Hybrid fitness is an important caveat in many discussions which related to the reliability or relevance of most of the fitness estimated. Lifetime fitness estimation is difficult to obtain for long-lived organisms and pooling data from heterogeneous hybrid genotypes. Seeing pooling data from several hybrid generations is easy but lead to wrong results [36]. Thus, pooling species from the same hybrid lead to defective conclusions due to changes in fitness. One of the difficulties in some studies is how to detect hybrid fitness which are restricted from F₁ or F₂ hybrids or backcrosses. Lastly, very few characters of hybrid fitness have been conducted under natural conditions [44].

Heterosis (Hybrid Vigour)

Crossing of 2 species form a hybrid, with excellent growth rate, more biomass at maturity, and/or greater reproduction compared to the parents. This case is named a hybrid or heterosis that contained a phenotypic control and differ from the parents [45]. The biotic and abiotic resistance enhanced production and growth [46], thus have a positive effects on all living organisms production. Heterosis enhance genetic differences of the crossing parental taxa [47]. Hybridization further increased disruptions of the parental linkages and decreased or increased fitness than the parental taxa [48]. Differences within the hybrids caused hybrid superiority [46]. Other studies explained the demonstration of heterosis that occurs as a result of multiple genetic occurrences due to simultaneous effects of dominance, overdominance, epigenetics and epistasis and heterosis generally caused a single over-dominant gene [46]. In addition, petite snooping of RNA is associated with heterosis of F1 hybrids, viewing more expression levels outside the parental taxa range [1]. The hybridization between two strains of Oryza called Oryza sativa japonica and Oryza sativa indica form F1 hybrids with heterosis for spikelet fertility and harvest index [49]. As well, the same was noticed in two hybrids of wheat and rye which have heterotic action on the production. There is an increase in spike numbers and biomass [50]. The same case was found in Zea mays and Tripsacum dactyloides F1 hybrids exhibited increased salinity tolerance than both their parents [51].

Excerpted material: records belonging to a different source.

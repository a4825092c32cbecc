use std::{fmt, str::FromStr};

use serde::{Deserialize, Serialize};
use thiserror::Error;

#[derive(Debug, Error, PartialEq, Eq)]
pub enum CalculatorError {
    #[error("Please enter a valid height and weight.")]
    InvalidBodyMeasurements,

    #[error("Please enter a valid age, height and weight.")]
    InvalidCalorieInput,

    #[error("Unknown gender \"{0}\". Use male or female.")]
    UnknownGender(String),

    #[error("Unknown activity level \"{0}\". Use sedentary, light, moderate, active or very-active.")]
    UnknownActivity(String),
}

#[derive(Debug, Clone, Copy, PartialEq, Eq, Serialize, Deserialize)]
#[serde(rename_all = "lowercase")]
pub enum BmiCategory {
    Underweight,
    Normal,
    Overweight,
    Obese,
}

impl BmiCategory {
    fn from_bmi(bmi: f64) -> Self {
        if bmi < 18.5 {
            Self::Underweight
        } else if bmi < 25.0 {
            Self::Normal
        } else if bmi < 30.0 {
            Self::Overweight
        } else {
            Self::Obese
        }
    }

    pub fn label(&self) -> &'static str {
        match self {
            Self::Underweight => "Kurus (Underweight)",
            Self::Normal => "Normal",
            Self::Overweight => "Gemuk (Overweight)",
            Self::Obese => "Sangat Gemuk (Obese)",
        }
    }
}

#[derive(Debug, Clone, PartialEq, Serialize, Deserialize)]
#[serde(rename_all = "camelCase")]
pub struct BmiResult {
    pub height_cm: f64,
    pub weight_kg: f64,
    pub bmi: f64,
    pub category: BmiCategory,
}

pub fn calculate_bmi(height_cm: f64, weight_kg: f64) -> Result<BmiResult, CalculatorError> {
    if !is_positive(height_cm) || !is_positive(weight_kg) {
        return Err(CalculatorError::InvalidBodyMeasurements);
    }

    let height_m = height_cm / 100.0;
    let bmi = weight_kg / (height_m * height_m);

    Ok(BmiResult {
        height_cm,
        weight_kg,
        bmi,
        category: BmiCategory::from_bmi(bmi),
    })
}

#[derive(Debug, Clone, Copy, PartialEq, Eq, Serialize, Deserialize)]
#[serde(rename_all = "lowercase")]
pub enum Gender {
    Male,
    Female,
}

impl FromStr for Gender {
    type Err = CalculatorError;

    fn from_str(s: &str) -> Result<Self, Self::Err> {
        match s.trim().to_lowercase().as_str() {
            "male" | "m" | "pria" | "laki-laki" => Ok(Self::Male),
            "female" | "f" | "wanita" | "perempuan" => Ok(Self::Female),
            other => Err(CalculatorError::UnknownGender(other.to_string())),
        }
    }
}

impl fmt::Display for Gender {
    fn fmt(&self, f: &mut fmt::Formatter<'_>) -> fmt::Result {
        match self {
            Self::Male => write!(f, "male"),
            Self::Female => write!(f, "female"),
        }
    }
}

#[derive(Debug, Clone, Copy, PartialEq, Eq, Serialize, Deserialize)]
#[serde(rename_all = "kebab-case")]
pub enum ActivityLevel {
    Sedentary,
    Light,
    Moderate,
    Active,
    VeryActive,
}

impl ActivityLevel {
    pub fn factor(&self) -> f64 {
        match self {
            Self::Sedentary => 1.2,
            Self::Light => 1.375,
            Self::Moderate => 1.55,
            Self::Active => 1.725,
            Self::VeryActive => 1.9,
        }
    }
}

impl FromStr for ActivityLevel {
    type Err = CalculatorError;

    fn from_str(s: &str) -> Result<Self, Self::Err> {
        match s.trim().to_lowercase().replace('_', "-").as_str() {
            "sedentary" => Ok(Self::Sedentary),
            "light" => Ok(Self::Light),
            "moderate" => Ok(Self::Moderate),
            "active" => Ok(Self::Active),
            "very-active" => Ok(Self::VeryActive),
            other => Err(CalculatorError::UnknownActivity(other.to_string())),
        }
    }
}

impl fmt::Display for ActivityLevel {
    fn fmt(&self, f: &mut fmt::Formatter<'_>) -> fmt::Result {
        let name = match self {
            Self::Sedentary => "sedentary",
            Self::Light => "light",
            Self::Moderate => "moderate",
            Self::Active => "active",
            Self::VeryActive => "very-active",
        };
        write!(f, "{name}")
    }
}

#[derive(Debug, Clone, PartialEq, Serialize, Deserialize)]
#[serde(rename_all = "camelCase")]
pub struct CalorieResult {
    pub age: u32,
    pub gender: Gender,
    pub height_cm: f64,
    pub weight_kg: f64,
    pub activity: ActivityLevel,
    pub bmr: f64,
    pub tdee: f64,
}

impl CalorieResult {
    pub fn rounded_tdee(&self) -> i64 {
        self.tdee.round() as i64
    }
}

/// Daily energy needs from the Mifflin-St Jeor basal rate scaled by activity.
pub fn estimate_calories(
    age: u32,
    gender: Gender,
    height_cm: f64,
    weight_kg: f64,
    activity: ActivityLevel,
) -> Result<CalorieResult, CalculatorError> {
    if age == 0 || !is_positive(height_cm) || !is_positive(weight_kg) {
        return Err(CalculatorError::InvalidCalorieInput);
    }

    let base = 10.0 * weight_kg + 6.25 * height_cm - 5.0 * f64::from(age);
    let bmr = match gender {
        Gender::Male => base + 5.0,
        Gender::Female => base - 161.0,
    };

    Ok(CalorieResult {
        age,
        gender,
        height_cm,
        weight_kg,
        activity,
        bmr,
        tdee: bmr * activity.factor(),
    })
}

fn is_positive(value: f64) -> bool {
    value.is_finite() && value > 0.0
}

#[cfg(test)]
mod tests {
    use super::*;

    #[test]
    fn normal_bmi() {
        let result = calculate_bmi(170.0, 70.0).unwrap();

        assert_eq!(format!("{:.2}", result.bmi), "24.22");
        assert_eq!(result.category, BmiCategory::Normal);
        assert_eq!(result.category.label(), "Normal");
    }

    #[test]
    fn obese_bmi() {
        let result = calculate_bmi(160.0, 90.0).unwrap();

        assert!((result.bmi - 35.156).abs() < 0.001, "bmi = {}", result.bmi);
        assert_eq!(result.category.label(), "Sangat Gemuk (Obese)");
    }

    #[test]
    fn bmi_category_boundaries() {
        assert_eq!(BmiCategory::from_bmi(18.49), BmiCategory::Underweight);
        assert_eq!(BmiCategory::from_bmi(18.5), BmiCategory::Normal);
        assert_eq!(BmiCategory::from_bmi(24.99), BmiCategory::Normal);
        assert_eq!(BmiCategory::from_bmi(25.0), BmiCategory::Overweight);
        assert_eq!(BmiCategory::from_bmi(29.99), BmiCategory::Overweight);
        assert_eq!(BmiCategory::from_bmi(30.0), BmiCategory::Obese);
    }

    #[test]
    fn bmi_rejects_non_positive_input() {
        assert_eq!(
            calculate_bmi(0.0, 70.0),
            Err(CalculatorError::InvalidBodyMeasurements)
        );
        assert_eq!(
            calculate_bmi(170.0, -1.0),
            Err(CalculatorError::InvalidBodyMeasurements)
        );
        assert_eq!(
            calculate_bmi(f64::NAN, 70.0),
            Err(CalculatorError::InvalidBodyMeasurements)
        );
    }

    #[test]
    fn sedentary_male_calories() {
        let result =
            estimate_calories(30, Gender::Male, 175.0, 70.0, ActivityLevel::Sedentary).unwrap();

        assert!((result.bmr - 1648.75).abs() < 1e-9, "bmr = {}", result.bmr);
        assert!((result.tdee - 1978.5).abs() < 1e-9, "tdee = {}", result.tdee);
        assert_eq!(result.rounded_tdee(), 1979);
    }

    #[test]
    fn female_calories_use_lower_constant() {
        let male =
            estimate_calories(40, Gender::Male, 165.0, 60.0, ActivityLevel::Moderate).unwrap();
        let female =
            estimate_calories(40, Gender::Female, 165.0, 60.0, ActivityLevel::Moderate).unwrap();

        assert!((male.bmr - female.bmr - 166.0).abs() < 1e-9);
        assert!((female.tdee - female.bmr * 1.55).abs() < 1e-9);
    }

    #[test]
    fn calories_reject_invalid_input() {
        assert_eq!(
            estimate_calories(0, Gender::Male, 175.0, 70.0, ActivityLevel::Light),
            Err(CalculatorError::InvalidCalorieInput)
        );
        assert_eq!(
            estimate_calories(30, Gender::Female, 175.0, 0.0, ActivityLevel::Light),
            Err(CalculatorError::InvalidCalorieInput)
        );
    }

    #[test]
    fn parses_gender_and_activity() {
        assert_eq!("Perempuan".parse(), Ok(Gender::Female));
        assert_eq!("M".parse(), Ok(Gender::Male));
        assert_eq!("very_active".parse(), Ok(ActivityLevel::VeryActive));
        assert_eq!("VERY-ACTIVE".parse(), Ok(ActivityLevel::VeryActive));
        assert_eq!(
            "couch".parse::<ActivityLevel>(),
            Err(CalculatorError::UnknownActivity("couch".to_string()))
        );
        assert_eq!(
            "x".parse::<Gender>(),
            Err(CalculatorError::UnknownGender("x".to_string()))
        );
    }
}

Some preceding studies are used to understand heterosis and there is a study describe this type which was conducted in maize [52]. It was suggested that the appearance of dominance was observed and may represent an example of pseudo-over dominance caused by the presence of several linked quantitative trait locus [53]. The data are most consistent with the model of dominance of favorable genes, but admit that epistasis could also play an important role [54]. New genetic and genomic techniques are used to characterize mechanisms of heterosis [55]. Premature study cause single, common cause of heterosis and multiple causal mechanisms contribute to heterosis [56]. The most believable genomic heterosis characters were used as genetic model systems including rice, maize, cotton, and Arabidopsis [57,58].

Recent genetic and genomic studies also have revealed that interactions between divergent epigenetic regulatory systems contribute to heterocyst in F₁ hybrids [59,60]. In Arabidopsis, Wang L, et al. (2015) [61] demonstrate that F₁ hybrids show gene expression levels outside of the parental range for defense, abiotic stress, and hormone response pathways, due in part to epigenetic regulation. In many cases, these pathways are downregulated, consistent with the idea that there are tradeoffs between growth and defense or abiotic stress response.

Genetic Sterility or Inviability

Hybrid sterility and inviability is well explained by the Dobzhansky-Muller model which states that a genetic change due to divergence in loci in a population, and a genetic change in the same loci in the second crossing population results to incompatibilities when the two genomes are hybridized resulting to post-zygotic incompatibilities and therefore, infertility and inviability is exhibited [62]. Sterility and inviability are the main post-zygotic fertilization barriers to hybridization [63]. They limit gene flow resulting to fewer evolutionary consequences. However, when hybridization results to gene flow within different species, then evolutionary consequences are manifested [64]. The main purpose of hybrid sterility is reproduction isolation to inhibit gene flow in order to maintain species identity [65]. Hybrid sterility is associated loss of grain yield, malfunction of pollen grains [66]. Infertility mean the formation of unviable weak and small grains [67]. Low fertility mean a reduced gamete formation and chromosomal re- arrangements of the hybrids [68]. Hybrid sterility increases as the divergence between the crossing parental taxa increases [69]. Precisely, decreased fertility is more pronounced when divergence between crossing parental taxa is more than 4 million years [70]. This is because of the accumulation of inter-locus incompatibilities between the diverging populations [71].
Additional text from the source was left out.